A. Reference is made to the Credit Agreement dated as of November 20, 2007 (as amended, supplemented or otherwise modified from time to time, the "Credit Agreement"), among the Borrower, Holdings, Credit Suisse, as Administrative Agent, Collateral Agent, Swing Line Lender and an L/C Issuer, and each lender from time to time party thereto (collectively, the "Lenders" and individually, a "Lender").
B. Capitalized terms used herein and not otherwise defined herein shall have the meanings assigned to such terms in the Credit Agreement and the Security Agreement referred to therein.
C. The Grantors have entered into the Security Agreement in order to induce the Lenders to make Loans and the L/C Issuers to issue Letters of Credit. Section 6.14 of the Security Agreement provides that any Intermediate Holding Company or additional Restricted Subsidiaries of the Borrower may become Grantors and, in the case of such Restricted Subsidiaries, Subsidiary Parties under the Security Agreement by execution and delivery of an instrument in the form of this Supplement. The undersigned Intermediate Holding Company or Restricted Subsidiary (the "New Grantor") is executing this Supplement in accordance with the requirements of the Credit Agreement to become a Grantor and, in the case of any such Restricted Subsidiary, a Subsidiary Party under the Security Agreement in order to induce the Lenders to make additional Loans and the L/C Issuers to issue additional Letters of Credit and as consideration for Loans previously made and Letters of Credit previously issued.

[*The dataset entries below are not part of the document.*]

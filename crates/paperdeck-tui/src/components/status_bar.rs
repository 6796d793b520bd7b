//! Status bar at the bottom of the TUI.

use ratatui::layout::Rect;
use ratatui::text::{Line, Span};
use ratatui::widgets::Paragraph;
use ratatui::Frame;

use crate::action::Action;
use crate::components::browser::truncate;
use crate::components::Component;
use crate::theme::Theme;

pub struct StatusBarComponent {
    /// Current status message.
    pub message: String,
    /// Filtered vs total record counts, once a catalog is loaded.
    pub results: Option<(usize, usize)>,
}

impl StatusBarComponent {
    pub fn new() -> Self {
        Self {
            message: "Welcome to paperdeck. Press [?] for keybindings.".to_string(),
            results: None,
        }
    }

    /// Result-count pill for the left edge.
    fn results_badge(&self) -> String {
        match self.results {
            Some((shown, total)) => format!("{}/{}", shown, total),
            None => "—".to_string(),
        }
    }
}

impl Component for StatusBarComponent {
    fn handle_action(&mut self, action: &Action) -> Option<Action> {
        match action {
            Action::SetStatus(msg) => {
                self.message = msg.clone();
                None
            }
            Action::ClearStatus => {
                self.message.clear();
                None
            }
            _ => None,
        }
    }

    fn render(&self, frame: &mut Frame, area: Rect) {
        let width = area.width as usize;

        // Right side: compact key hints
        let hints = "q·?·/·e·r";
        let hints_len = hints.chars().count() + 1; // +1 for trailing space

        let badge = self.results_badge();
        let badge_len = badge.chars().count() + 2; // spaces around badge

        // Truncate message to remaining space. Messages carry error text
        // and file paths, so count chars rather than bytes.
        let msg_budget = width
            .saturating_sub(badge_len)
            .saturating_sub(hints_len)
            .saturating_sub(4); // separators and spacing

        let msg = truncate(&self.message, msg_budget);

        // Pad to push hints to the right edge
        let used = badge_len + 2 + msg.chars().count();
        let pad = width.saturating_sub(used + hints_len);

        let line = Line::from(vec![
            Span::styled(format!(" {} ", badge), Theme::muted()),
            Span::styled("  ", Theme::dim()),
            Span::styled(msg, Theme::dim()),
            Span::raw(" ".repeat(pad)),
            Span::styled(hints, Theme::key_hint()),
            Span::raw(" "),
        ]);

        frame.render_widget(Paragraph::new(line), area);
    }
}

#[cfg(test)]
mod tests {
    use super::*;
    use ratatui::backend::TestBackend;
    use ratatui::Terminal;

    fn draw_at_width(bar: &StatusBarComponent, width: u16) {
        let backend = TestBackend::new(width, 1);
        let mut terminal = Terminal::new(backend).unwrap();
        terminal
            .draw(|frame| bar.render(frame, frame.area()))
            .unwrap();
    }

    #[test]
    fn narrow_bar_cuts_multibyte_message_on_char_boundary() {
        let mut bar = StatusBarComponent::new();
        bar.handle_action(&Action::SetStatus(
            "Export failed: répertoire — unavailable: données.csv".to_string(),
        ));
        // Widths chosen so the cut lands inside a multibyte character if
        // the message were sliced by byte offset.
        for width in 1..60 {
            draw_at_width(&bar, width);
        }
    }

    #[test]
    fn empty_results_badge_is_a_dash() {
        let bar = StatusBarComponent::new();
        assert_eq!(bar.results_badge(), "—");
        draw_at_width(&bar, 40);
    }
}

Accordingly, the Collateral Agent and the New Grantor agree as follows:
SECTION 1. In accordance with Section 6.14 of the Security Agreement, the New Grantor by its signature below becomes a Grantor and a Subsidiary Party, as applicable, under the Security Agreement with the same force and effect as if originally named therein as a Grantor and a Subsidiary Party, as applicable, and the New Grantor hereby (a) agrees to all the terms and provisions of the Security Agreement applicable to it as a Subsidiary Party and Grantor, as applicable, thereunder and (b) represents and warrants that the representations and warranties made by it as a Grantor thereunder are true and correct on and as of the date hereof. In furtherance of the foregoing, the New Grantor, as security for the payment and performance in full of the Obligations does hereby create and grant to the Collateral Agent, its successors and assigns, for the benefit of the Secured Parties, their successors and assigns, a security interest in and lien on all of the New Grantor's right, title and interest in and to the Collateral (as defined in the Security Agreement) of the New Grantor. Each reference to a "Grantor" in the Security Agreement shall be deemed to include the New Grantor. The Security Agreement is hereby incorporated herein by reference.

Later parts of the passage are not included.